Data segment

In computing, a data segment (often denoted .data) is a portion of an object file or the corresponding address space of a program that contains initialized static variables, that is, global variables and static local variables. The size of this segment is determined by the size of the values in the program's source code, and does not change at run time.

The data segment is read/write, since the values of variables can be altered at run time. This is in contrast to the read-only data segment (rodata segment or .rodata), which contains static constants rather than variables; it also contrasts to the code segment, also known as the text segment, which is read-only on many architectures. Uninitialized data, both variables and constants, is instead in the BSS segment.

Historically, to be able to support memory address spaces larger than the native size of the internal address register would allow, early CPUs implemented a system of segmentation whereby they would store a small set of indexes to use as offsets to certain areas.
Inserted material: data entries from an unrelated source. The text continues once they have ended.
//! Call-time path: request assembly, authentication, transport and
//! response rendering

pub mod auth;
pub mod dispatcher;
pub mod guidance;
pub mod transport;
pub mod types;

pub use dispatcher::{format_parameter_value, DispatchEnvironment, DispatcherOptions, RequestDispatcher};
pub use transport::{FnTransport, HttpTransport, ReqwestTransport, TransportFuture};
pub use types::*;
//! Environment variable integration for the bridge configuration

use super::config::BridgeConfig;
use crate::error::{BridgeError, Result};
use std::env;
use tracing::{debug, info, warn};

/// Environment variable names used by the bridge
pub struct EnvVars;

impl EnvVars {
    pub const BASE_URL: &'static str = "OPENAPI_BASE_URL";
    pub const API_KEY: &'static str = "API_KEY";
    pub const API_KEY_HEADER: &'static str = "API_KEY_HEADER";
    pub const BEARER_TOKEN: &'static str = "BEARER_TOKEN";
    pub const BASIC_AUTH: &'static str = "BASIC_AUTH";
    pub const LOG_HTTP: &'static str = "MCP_LOG_HTTP";
    pub const DEBUG: &'static str = "DEBUG";
    pub const REQUEST_TIMEOUT: &'static str = "OPENAPI_REQUEST_TIMEOUT_SECS";
}

/// Environment configuration overrides
#[derive(Debug, Clone, Default)]
pub struct EnvironmentOverrides {
    pub base_url: Option<String>,
    pub api_key_header: Option<String>,
    /// Set when `MCP_LOG_HTTP` or `DEBUG` is non-empty
    pub log_http: bool,
    pub request_timeout_secs: Option<u64>,
}

impl EnvironmentOverrides {
    /// Load environment variable overrides
    pub fn load() -> Result<Self> {
        let mut overrides = EnvironmentOverrides::default();

        if let Some(base_url) = non_empty_var(EnvVars::BASE_URL) {
            debug!("Environment override: {}={}", EnvVars::BASE_URL, base_url);
            overrides.base_url = Some(base_url);
        }

        if let Some(header) = non_empty_var(EnvVars::API_KEY_HEADER) {
            debug!("Environment override: {}={}", EnvVars::API_KEY_HEADER, header);
            overrides.api_key_header = Some(header);
        }

        overrides.log_http = non_empty_var(EnvVars::LOG_HTTP).is_some() || non_empty_var(EnvVars::DEBUG).is_some();

        if let Some(timeout) = non_empty_var(EnvVars::REQUEST_TIMEOUT) {
            match timeout.parse::<u64>() {
                Ok(secs) if secs > 0 => {
                    debug!("Environment override: {}={}", EnvVars::REQUEST_TIMEOUT, secs);
                    overrides.request_timeout_secs = Some(secs);
                }
                _ => {
                    warn!("Invalid {}: {} (expected a positive integer)", EnvVars::REQUEST_TIMEOUT, timeout);
                    return Err(BridgeError::config(format!(
                        "Invalid {}: {} (expected a positive number of seconds)",
                        EnvVars::REQUEST_TIMEOUT,
                        timeout
                    )));
                }
            }
        }

        Ok(overrides)
    }

    /// Apply environment overrides to a config
    pub fn apply_to_config(&self, config: &mut BridgeConfig) {
        if let Some(base_url) = &self.base_url {
            if config.base_url.as_deref() != Some(base_url.as_str()) {
                info!("Environment override: base_url set to {}", base_url);
            }
            config.base_url = Some(base_url.clone());
        }

        if let Some(header) = &self.api_key_header {
            config.api_key_header = Some(header.clone());
        }

        if self.log_http && !config.log_http {
            info!("Environment override: HTTP logging enabled");
            config.log_http = true;
        }

        if let Some(secs) = self.request_timeout_secs {
            config.request_timeout_secs = Some(secs);
        }
    }
}

fn non_empty_var(name: &str) -> Option<String> {
    env::var(name).ok().filter(|v| !v.trim().is_empty())
}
The Intel 8086 family of CPUs provided four segments: the code segment, the data segment, the stack segment and the extra segment. Each segment was placed at a specific location in memory by the software being executed and all instructions that operated on the data within those segments were performed relative to the start of that segment. This allowed a 16-bit address register, which would normally be able to access 64 KB of memory space, to access 1 MB of memory space.

This segmenting of the memory space into discrete blocks with specific tasks carried over into the programming languages of the day and the concept is still widely in use within modern programming languages.

Program memory

A computer program memory can be largely categorized into two sections: read-only and read/write. This distinction grew from early systems holding their main program in read-only memory such as Mask ROM, EPROM, PROM or EEPROM. As systems became more complex and programs were loaded from other media into RAM instead of executing from ROM, the idea that some portions of the program's memory should not be modified was retained. These became the .text and .rodata segments of the program, and the remainder which could be written to divided into a number of other segments for specific tasks.

Code

The code segment, also known as text segment, contains executable code and is generally read-only and fixed size.

Data

The data segment contains initialized static variables, i.e. global variables and local static variables which have a defined value and can be modified. Examples in C include:

int i = 3;
char a[] = "Hello World";
static int b = 2023;    // Initialized static global variable
void foo (void) {
  static int c = 2023; // Initialized static local variable
}

BSS

The BSS segment contains uninitialized static data, both variables and constants, i.e. global variables and local static variables that are initialized to zero or do not have explicit initialization in source code. Examples in C include:

static int i;
static char a[12];

Heap

The heap segment contains dynamically allocated memory, commonly begins at the end of the BSS segment and grows to larger addresses from there. It is managed by malloc, calloc, realloc, and free, which may use the brk and sbrk system calls to adjust its size (note that the use of brk/sbrk and a single heap segment is not required to fulfill the contract of malloc/calloc/realloc/free; they may also be implemented using mmap/munmap to reserve/unreserve potentially non-contiguous regions of virtual memory into the process' virtual address space). The heap segment is shared by all threads, shared libraries, and dynamically loaded modules in a process.

Stack

The stack segment contains the call stack, a LIFO structure, typically located in the higher parts of memory. A "stack pointer" register tracks the top of the stack; it is adjusted each time a value is "pushed" onto the stack. The set of values pushed for one function call is termed a "stack frame". A stack frame consists at minimum of a return address. Automatic variables are also allocated on the stack.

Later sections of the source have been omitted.